Other primordial gods produced their own offspring which covered much of life’s experience. Erebus and Nyx generated Aether (the heavens, also the air which the gods breathed) and Hemera (day). On her own, Nyx generated many descendants. These were Apate (deception), Eris (discord), Geras (maturation, or aging), Hypnos (sleep), the Keres (eaters of the dead or wounded on the battlefield), the Moirai (the fates), Momus (blame or denunciation), Moros (doom), Nemesis (revenge or retribution), Oizys (suffering), Oneiroi (Dreams), Philotes (affection) and Thanatos (death).

Uranus also produced his own children, although this was not by choice. His children were purportedly spawned when Cronos {one of the principle Titans} castrated Uranus. The blood that had spilled would go on to create the Erinyes (the furies, female deities of vengeance), the Giants (aggressive and strong beings, although not necessarily larger than human), the Meliae (ash tree nymphs). Also, when the severed genitals of Uranus washed ashore, Aphrodite (the goddess of love among other things) came into being among the sea foam.

While there are many other gods in the Greek pantheon, the present list is intended to show the first few emanations of Greek deities from Chaos to Aphrodite.
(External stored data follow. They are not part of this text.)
//! Assertion styles the scenarios are repeated with
//!
//! Each style is a different way of answering "are these two values equal,
//! and if not, where do they differ".

use std::fmt;
use std::str::FromStr;

use serde::Serialize;
use structeq_core::{
    compare, compare_serialized, CompareOptions, CompareResult, ComparisonResult, Difference,
    Fieldwise, Structural,
};
use tracing::{debug, trace};

use crate::error::ConfigError;

/// Everything a value needs so that every style can compare it
pub trait Comparable: Structural + Fieldwise + PartialEq + fmt::Debug + Serialize {}

impl<T> Comparable for T where T: Structural + Fieldwise + PartialEq + fmt::Debug + Serialize + ?Sized {}

#[derive(Debug, Clone, Copy, PartialEq, Eq, Hash)]
pub enum AssertionStyle {
    /// Hand-written field-by-field walk
    Manual,
    /// Derived `PartialEq`, reported as two `Debug` renderings
    Native,
    /// Structural deep equality with per-path differences
    Deep,
    /// serde_json serialization of both sides
    Json,
}

impl AssertionStyle {
    pub const ALL: [AssertionStyle; 4] = [
        AssertionStyle::Manual,
        AssertionStyle::Native,
        AssertionStyle::Deep,
        AssertionStyle::Json,
    ];

    pub fn name(&self) -> &'static str {
        match self {
            AssertionStyle::Manual => "manual",
            AssertionStyle::Native => "native",
            AssertionStyle::Deep => "deep",
            AssertionStyle::Json => "json",
        }
    }

    /// Compare `expected` against `actual` the way this style does
    ///
    /// Inequality is reported in the returned result. An error means the
    /// values could not be prepared for comparison at all.
    ///
    /// `max_differences` applies to every style. The manual style drops
    /// differences under an ignored path; it never reports extra record
    /// fields, so `allow_extra_fields` has nothing to relax there. The native
    /// style sees only `PartialEq`, so it cannot honour `ignore_fields` or
    /// `allow_extra_fields`.
    pub fn check<T: Comparable + ?Sized>(
        &self,
        label: &str,
        expected: &T,
        actual: &T,
        options: &CompareOptions,
    ) -> CompareResult<ComparisonResult> {
        let mut differences = match self {
            AssertionStyle::Manual => {
                let mut differences = Vec::new();
                expected.fieldwise_diff(actual, "", &mut differences);
                differences.retain(|difference| !options.is_ignored(&difference.path));
                differences
            }
            AssertionStyle::Native => {
                if !options.ignore_fields.is_empty() || options.allow_extra_fields {
                    debug!(label, "native style compares whole values, ignoring field options");
                }
                if expected == actual {
                    Vec::new()
                } else {
                    vec![Difference::value(
                        "",
                        format!("{:?}", expected),
                        format!("{:?}", actual),
                    )]
                }
            }
            AssertionStyle::Deep => compare(&expected.to_value(), &actual.to_value(), options),
            AssertionStyle::Json => compare_serialized(expected, actual, options)?,
        };

        if let Some(max) = options.max_differences {
            differences.truncate(max);
        }
        trace!(style = self.name(), label, differences = differences.len(), "checked");

        Ok(ComparisonResult::new(label, differences))
    }
}

impl fmt::Display for AssertionStyle {
    fn fmt(&self, f: &mut fmt::Formatter<'_>) -> fmt::Result {
        f.pad(self.name())
    }
}

impl FromStr for AssertionStyle {
    type Err = ConfigError;

    fn from_str(s: &str) -> Result<Self, Self::Err> {
        AssertionStyle::ALL
            .into_iter()
            .find(|style| style.name().eq_ignore_ascii_case(s))
            .ok_or_else(|| ConfigError::UnknownStyle {
                name: s.to_string(),
            })
    }
}
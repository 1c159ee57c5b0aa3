//! Sample data models for the equality scenarios
//!
//! - [`CreateModelRequest`] / [`ModelResponse`]: a flat pair sharing a nested
//!   [`SubModel`], the response adding an identifier
//! - [`CreateEmbeddedRequest`] / [`EmbeddedResponse`]: the same fields
//!   reached through an embedded [`BaseModel`]
//! - [`ModelWithTime`]: a timestamp and a duration
//!
//! Every model implements [`structeq_core::Structural`] and
//! [`structeq_core::Fieldwise`], and derives `PartialEq` and serde traits, so
//! each comparison style can be applied to the same values.

mod embedded;
mod fields;
pub mod fixtures;
mod request;
mod time;

pub use embedded::{BaseModel, CreateEmbeddedRequest, EmbeddedResponse, Embeds};
pub use fields::{ModelFields, SharedFields};
pub use fixtures::Fixtures;
pub use request::{
    clone_create_model_request, CreateModelRequest, ModelResponse, SubModel, RESPONSE_ID,
};
pub use time::{clone_model_with_time, ModelWithTime};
Other gods, their children, consorts, etc. will be referenced in later chapters.

It is interesting to note that while Greek mythology was unique in many ways, there are common threads throughout many of the world’s religions. For instance, in the belief of Judaism and its descendants Christianity and Islam, at the time of creation, the world was without form and [was] void. The formation came through god’s will. Although these religions are monotheistic (belief in one god) as opposed to the polytheistic (belief in multiple gods) religion of the ancient Greeks, the story of creation has its similarities. The primary difference being that where the Greeks saw many emanations of gods that created existence, in the monotheistic religion, this was carried out by one god alone.

Other religions with similarities are the Babylonian where the earth began as a dark, watery chaos; the Hindu cosmology, the universe began as empty and dark. Even Norse mythology has its origin story begin in chaos.

It is hardly difficult to realize that in order to have an account of creation, there has to be something before creation. Even the scientific theory of the big bang has the universe composed with all matter in an infinitely small point; outside of this was nothingness (which could be called chaos).